**Provided records**.
//! Wireframe box clock
//!
//! A cube that tumbles slowly while each axis stretches with the time of day:
//! seconds along x, minutes along y, hours along z.

use chrono::Timelike;
use glam::{EulerRot, Quat, Vec3};

use crate::map_linear;
use crate::sim::color::{Rgb, palette};

/// Cube edge length before scaling
pub const BOX_SIZE: f32 = 12.0;
/// Rotation per tick on each axis (radians)
pub const BOX_TICK: f32 = 0.008;
/// Axis scale at the start of each period
pub const SCALE_MIN: f32 = 1.0;
/// Axis scale at the end of each period
pub const SCALE_MAX: f32 = 12.0;

/// One colored edge in world space
#[derive(Debug, Clone, Copy, PartialEq)]
pub struct Edge {
    pub start: Vec3,
    pub end: Vec3,
    pub color: Rgb,
}

/// Box clock state
#[derive(Debug, Clone)]
pub struct BoxClock {
    /// Edge length before scaling
    pub size: f32,
    /// Rotation per tick on each axis
    pub tick: f32,
    /// Euler rotation (XYZ order)
    pub rotation: Vec3,
    /// Per-axis scale from the time of day
    pub scale: Vec3,
}

impl Default for BoxClock {
    fn default() -> Self {
        Self {
            size: BOX_SIZE,
            tick: BOX_TICK,
            rotation: Vec3::ZERO,
            scale: Vec3::ONE,
        }
    }
}

impl BoxClock {
    /// Create a clock already scaled to `time`
    pub fn new(time: &impl Timelike) -> Self {
        let mut clock = Self::default();
        clock.set_time(time);
        clock
    }

    /// Per-axis scale for a time of day
    pub fn scale_for(time: &impl Timelike) -> Vec3 {
        Vec3::new(
            map_linear(time.second() as f32, 0.0, 59.0, SCALE_MIN, SCALE_MAX),
            map_linear(time.minute() as f32, 0.0, 59.0, SCALE_MIN, SCALE_MAX),
            map_linear(time.hour() as f32, 0.0, 23.0, SCALE_MIN, SCALE_MAX),
        )
    }

    pub fn set_time(&mut self, time: &impl Timelike) {
        self.scale = Self::scale_for(time);
    }

    /// Tumble by one tick on every axis
    pub fn rotate(&mut self) {
        self.rotation += Vec3::splat(self.tick);
    }

    /// One frame: rotate, then rescale to `time`
    pub fn update(&mut self, time: &impl Timelike) {
        self.rotate();
        self.set_time(time);
    }

    /// The twelve edges in world space.
    ///
    /// Edges along local x are red (seconds), along y green (minutes) and
    /// along z blue (hours).
    pub fn edges(&self) -> Vec<Edge> {
        let rotation = Quat::from_euler(
            EulerRot::XYZ,
            self.rotation.x,
            self.rotation.y,
            self.rotation.z,
        );
        let half = self.size / 2.0;
        let to_world = |corner: Vec3| rotation * (corner * half * self.scale);

        let axes = [
            (Vec3::X, palette::clock_red()),
            (Vec3::Y, palette::clock_green()),
            (Vec3::Z, palette::clock_blue()),
        ];

        let mut edges = Vec::with_capacity(12);
        for (axis, color) in axes {
            // The two axes perpendicular to this edge direction
            let (u, v) = match axis {
                a if a == Vec3::X => (Vec3::Y, Vec3::Z),
                a if a == Vec3::Y => (Vec3::X, Vec3::Z),
                _ => (Vec3::X, Vec3::Y),
            };
            for (su, sv) in [(-1.0, -1.0), (-1.0, 1.0), (1.0, -1.0), (1.0, 1.0)] {
                let offset = u * su + v * sv;
                edges.push(Edge {
                    start: to_world(offset - axis),
                    end: to_world(offset + axis),
                    color,
                });
            }
        }
        edges
    }
}
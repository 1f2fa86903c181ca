//! Orbit and spin steppers
//!
//! Both steppers are pure given the square's current state: no randomness
//! and no access to other squares.
//!
//! Orbit sign convention: `x' = x cos θ + y sin θ`, `y' = y cos θ − x sin θ`.
//! That is a rotation by −θ, so a positive orbit speed moves a square
//! clockwise while a positive spin speed turns it counter-clockwise.

use glam::Vec2;

use super::square::Square;
use crate::{normalize_angle_positive, polar_angle};

/// Rotate `pos` about the origin by −`theta`
#[inline]
pub fn rotate_clockwise(pos: Vec2, theta: f32) -> Vec2 {
    let (sin, cos) = theta.sin_cos();
    Vec2::new(pos.x * cos + pos.y * sin, pos.y * cos - pos.x * sin)
}

/// Advance a square along its orbit by `orbit_speed * scale` radians.
///
/// After rotating, the position is pulled back onto `orbit_radius` so
/// repeated f32 rotations don't spiral in or out, then the polar angle is
/// recomputed.
pub fn step_orbit(square: &mut Square, scale: f32) {
    let theta = square.orbit_speed * scale;
    if theta == 0.0 {
        return;
    }
    let mut pos = rotate_clockwise(square.pos, theta);

    let len = pos.length();
    if len > 0.0 && square.orbit_radius > 0.0 {
        pos *= square.orbit_radius / len;
    }

    square.pos = pos;
    square.polar_angle = polar_angle(pos);
}

/// Advance a square's own rotation, wrapped into [0, 2π)
pub fn step_spin(square: &mut Square, scale: f32) {
    square.spin = normalize_angle_positive(square.spin + square.spin_speed * scale);
}
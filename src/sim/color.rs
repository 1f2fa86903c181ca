//! Angle-driven color blending
//!
//! A square's color depends only on where it sits around the shared center.
//! The right half of the plane starts from hue A, the left half from hue B,
//! and each drifts toward the other color as it approaches the vertical axis,
//! meeting at an even mix at 90° and 270°.

use glam::Vec3;
use serde::{Deserialize, Serialize};

use crate::map_linear;

/// Linear RGB color, channels in [0, 1]
#[derive(Debug, Clone, Copy, PartialEq, Serialize, Deserialize)]
pub struct Rgb {
    pub r: f32,
    pub g: f32,
    pub b: f32,
}

impl Rgb {
    pub const fn new(r: f32, g: f32, b: f32) -> Self {
        Self { r, g, b }
    }

    /// From 8-bit channels
    pub fn from_u8(r: u8, g: u8, b: u8) -> Self {
        Self::new(r as f32 / 255.0, g as f32 / 255.0, b as f32 / 255.0)
    }

    /// Convert HSL (hue in degrees, saturation/lightness in 0-1) to RGB
    pub fn from_hsl(h: f32, s: f32, l: f32) -> Self {
        if s == 0.0 {
            return Self::new(l, l, l);
        }

        let q = if l < 0.5 { l * (1.0 + s) } else { l + s - l * s };
        let p = 2.0 * l - q;
        let h = h.rem_euclid(360.0) / 360.0;

        Self::new(
            hue_to_rgb(p, q, h + 1.0 / 3.0),
            hue_to_rgb(p, q, h),
            hue_to_rgb(p, q, h - 1.0 / 3.0),
        )
    }

    /// Convert HSB/HSV (hue in degrees, saturation/brightness in 0-100) to RGB
    pub fn from_hsb(h: f32, s: f32, b: f32) -> Self {
        let s = (s / 100.0).clamp(0.0, 1.0);
        let v = (b / 100.0).clamp(0.0, 1.0);
        let h = h.rem_euclid(360.0) / 60.0;
        let c = v * s;
        let x = c * (1.0 - (h % 2.0 - 1.0).abs());
        let (r, g, b) = match h as u32 {
            0 => (c, x, 0.0),
            1 => (x, c, 0.0),
            2 => (0.0, c, x),
            3 => (0.0, x, c),
            4 => (x, 0.0, c),
            _ => (c, 0.0, x),
        };
        let m = v - c;
        Self::new(r + m, g + m, b + m)
    }

    /// Interpolate toward `other` by `t` (0 = self, 1 = other)
    pub fn lerp(self, other: Rgb, t: f32) -> Rgb {
        Rgb::from(Vec3::from(self).lerp(Vec3::from(other), t))
    }

    /// RGBA array for vertex buffers
    pub fn with_alpha(self, alpha: f32) -> [f32; 4] {
        [self.r, self.g, self.b, alpha]
    }

    /// Packed `0xRRGGBB`
    pub fn to_hex(self) -> u32 {
        let channel = |c: f32| (c.clamp(0.0, 1.0) * 255.0).round() as u32;
        (channel(self.r) << 16) | (channel(self.g) << 8) | channel(self.b)
    }
}

impl From<Rgb> for Vec3 {
    fn from(c: Rgb) -> Self {
        Vec3::new(c.r, c.g, c.b)
    }
}

impl From<Vec3> for Rgb {
    fn from(v: Vec3) -> Self {
        Rgb::new(v.x, v.y, v.z)
    }
}

fn hue_to_rgb(p: f32, q: f32, mut t: f32) -> f32 {
    if t < 0.0 {
        t += 1.0;
    }
    if t > 1.0 {
        t -= 1.0;
    }

    if t < 1.0 / 6.0 {
        p + (q - p) * 6.0 * t
    } else if t < 1.0 / 2.0 {
        q
    } else if t < 2.0 / 3.0 {
        p + (q - p) * (2.0 / 3.0 - t) * 6.0
    } else {
        p
    }
}

/// Colors from the original sketches
pub mod palette {
    use super::Rgb;

    /// Background grey, hsl(226, 0.11, 0.39), roughly 0x595E6E
    pub fn grey() -> Rgb {
        Rgb::from_hsl(226.0, 0.11, 0.39)
    }

    /// hsl(240, 1.0, 0.4)
    pub fn blue() -> Rgb {
        Rgb::from_hsl(240.0, 1.0, 0.4)
    }

    /// hsl(84, 1.0, 0.37)
    pub fn green() -> Rgb {
        Rgb::from_hsl(84.0, 1.0, 0.37)
    }

    /// Box clock seconds edge, rgb(255, 137, 95)
    pub fn clock_red() -> Rgb {
        Rgb::from_u8(255, 137, 95)
    }

    /// Box clock minutes edge, rgb(176, 255, 121)
    pub fn clock_green() -> Rgb {
        Rgb::from_u8(176, 255, 121)
    }

    /// Box clock hours edge, rgb(56, 76, 204)
    pub fn clock_blue() -> Rgb {
        Rgb::from_u8(56, 76, 204)
    }

    /// Box clock background, 0x0a0a0a
    pub fn clock_background() -> Rgb {
        Rgb::from_u8(10, 10, 10)
    }
}

/// The two reference hues blended by angle
#[derive(Debug, Clone, Copy, PartialEq, Serialize, Deserialize)]
pub struct Palette {
    /// Base color of the right half-plane
    pub a: Rgb,
    /// Base color of the left half-plane
    pub b: Rgb,
}

impl Default for Palette {
    fn default() -> Self {
        Self {
            a: palette::blue(),
            b: palette::green(),
        }
    }
}

/// Which half-plane an angle falls in
#[derive(Debug, Clone, Copy, PartialEq, Eq)]
pub enum Half {
    /// `[0°, 90°) ∪ (270°, 360°)`, base color A
    Right,
    /// `[90°, 270°]`, base color B
    Left,
}

/// Half-plane and blend fraction toward the other hue, before jitter.
///
/// `polar_angle` is in radians, expected in [0, 2π); other values are
/// wrapped first. The fraction is 0 on the horizontal axis and 0.5 on the
/// vertical axis; the two quadrants of each half remap in mirrored
/// directions so the result is continuous everywhere.
pub fn blend_fraction(polar_angle: f32) -> (Half, f32) {
    let deg = crate::normalize_angle_positive(polar_angle).to_degrees();
    // to_degrees can round 2π - ε up to 360
    let deg = if deg >= 360.0 { 0.0 } else { deg };

    if deg < 90.0 {
        (Half::Right, map_linear(deg, 0.0, 90.0, 0.0, 0.5))
    } else if deg <= 180.0 {
        (Half::Left, map_linear(deg, 180.0, 90.0, 0.0, 0.5))
    } else if deg <= 270.0 {
        (Half::Left, map_linear(deg, 180.0, 270.0, 0.0, 0.5))
    } else {
        (Half::Right, map_linear(deg, 360.0, 270.0, 0.0, 0.5))
    }
}

/// Color for a polar angle with an additive blend jitter.
///
/// The jittered fraction is clamped to [0, 1] before blending.
pub fn color_for(polar_angle: f32, jitter: f32, palette: &Palette) -> Rgb {
    let (half, fraction) = blend_fraction(polar_angle);
    let t = (fraction + jitter).clamp(0.0, 1.0);
    match half {
        Half::Right => palette.a.lerp(palette.b, t),
        Half::Left => palette.b.lerp(palette.a, t),
    }
}
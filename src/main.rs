//! Orbit Squares entry point
//!
//! Headless host: runs the simulation on a fixed-step clock and prints the
//! final frame as JSON. A real renderer would draw the vertex buffers
//! instead of counting them.
//!
//! Usage: `orbit-squares [SETTINGS] [--seed N] [--frames N]`

use std::path::PathBuf;

use chrono::NaiveTime;
use clap::Parser;
use orbit_squares::consts::SIM_DT;
use orbit_squares::render::{Vertex, shapes};
use orbit_squares::sim::{FrameClock, SimState, TickInput, tick};
use orbit_squares::sketches::{BoxClock, TentacleField};
use orbit_squares::{Result, Settings};

#[derive(Parser, Debug)]
#[command(author, version, about, long_about = None)]
struct Args {
    /// Settings JSON file (defaults when omitted)
    settings: Option<PathBuf>,

    /// RNG seed for the run
    #[arg(long, default_value_t = 12345)]
    seed: u64,

    /// Number of simulated display frames
    #[arg(long, default_value_t = 600)]
    frames: u32,
}

/// Wall-clock time of a simulated frame, starting from `start`
fn frame_time(start: NaiveTime, frame: u32) -> NaiveTime {
    let elapsed_ms = (f64::from(frame) * f64::from(SIM_DT) * 1000.0) as i64;
    start + chrono::Duration::milliseconds(elapsed_ms)
}

fn run(args: Args) -> Result<()> {
    let settings = match &args.settings {
        Some(path) => Settings::load(path)?,
        None => Settings::default(),
    };
    let (seed, frames) = (args.seed, args.frames);

    let mut state = SimState::new(settings, seed)?;
    let mut clock = FrameClock::default();
    let mut tentacles = TentacleField::default();
    let start = chrono::Local::now().time();
    let mut box_clock = BoxClock::new(&start);
    let input = TickInput::default();

    for frame in 0..frames {
        for _ in 0..clock.advance(SIM_DT) {
            tick(&mut state, &input);
        }
        tentacles.advance();
        box_clock.update(&frame_time(start, frame + 1));
    }

    let (fill, outline) = shapes::population(state.squares());
    log::info!(
        "Ran {} frames ({} ticks): {} fill bytes, {} outline bytes",
        frames,
        state.time_ticks,
        Vertex::as_bytes(&fill).len(),
        Vertex::as_bytes(&outline).len()
    );
    let tentacle_vertices: usize = tentacles
        .tentacles
        .iter()
        .map(|t| shapes::tentacle_lines(t).len())
        .sum();
    log::debug!("Tentacle clock {:.3}, {} line vertices", tentacles.clock, tentacle_vertices);
    log::info!(
        "Box clock scale at {}: {:?}, {} edges",
        frame_time(start, frames).format("%H:%M:%S"),
        box_clock.scale,
        box_clock.edges().len()
    );

    println!("{}", serde_json::to_string_pretty(&state.snapshot())?);
    Ok(())
}

fn main() {
    let args = Args::parse();
    env_logger::init();
    log::info!("Orbit Squares (headless) starting...");

    if let Err(err) = run(args) {
        log::error!("{err}");
        eprintln!("error: {err}");
        std::process::exit(1);
    }
}

#[cfg(test)]
mod tests {
    use super::*;

    #[test]
    fn test_args_defaults() {
        let args = Args::try_parse_from(["orbit-squares"]).unwrap();
        assert_eq!(args.settings, None);
        assert_eq!(args.seed, 12345);
        assert_eq!(args.frames, 600);
    }

    #[test]
    fn test_args_explicit() {
        let args =
            Args::try_parse_from(["orbit-squares", "cfg.json", "--seed", "7", "--frames", "30"])
                .unwrap();
        assert_eq!(args.settings, Some(PathBuf::from("cfg.json")));
        assert_eq!(args.seed, 7);
        assert_eq!(args.frames, 30);
    }

    #[test]
    fn test_args_reject_bad_numbers() {
        assert!(Args::try_parse_from(["orbit-squares", "--seed", "abc"]).is_err());
        assert!(Args::try_parse_from(["orbit-squares", "--frames", "-3"]).is_err());
        assert!(Args::try_parse_from(["orbit-squares", "cfg.json", "extra"]).is_err());
    }

    #[test]
    fn test_frame_time_advances() {
        let start = NaiveTime::from_hms_opt(10, 0, 0).unwrap();
        assert_eq!(frame_time(start, 0), start);
        // 60 frames at 60 Hz is one second
        assert_eq!(frame_time(start, 60), NaiveTime::from_hms_opt(10, 0, 1).unwrap());
        // Wraps past midnight
        let late = NaiveTime::from_hms_opt(23, 59, 59).unwrap();
        assert_eq!(frame_time(late, 120), NaiveTime::from_hms_opt(0, 0, 1).unwrap());
    }
}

**Task requirements**. Begin with the line above that has "let h = h.rem_euclid(360.0) / 360.0;" and continue through the line that has "let (r, g, b)", setting each one down exactly. Stop there.

**Solution to this exercise**.
        let h = h.rem_euclid(360.0) / 360.0;

        Self::new(
            hue_to_rgb(p, q, h + 1.0 / 3.0),
            hue_to_rgb(p, q, h),
            hue_to_rgb(p, q, h - 1.0 / 3.0),
        )
    }

    /// Convert HSB/HSV (hue in degrees, saturation/brightness in 0-100) to RGB
    pub fn from_hsb(h: f32, s: f32, b: f32) -> Self {
        let s = (s / 100.0).clamp(0.0, 1.0);
        let v = (b / 100.0).clamp(0.0, 1.0);
        let h = h.rem_euclid(360.0) / 60.0;
        let c = v * s;
        let x = c * (1.0 - (h % 2.0 - 1.0).abs());
        let (r, g, b) = match h as u32 {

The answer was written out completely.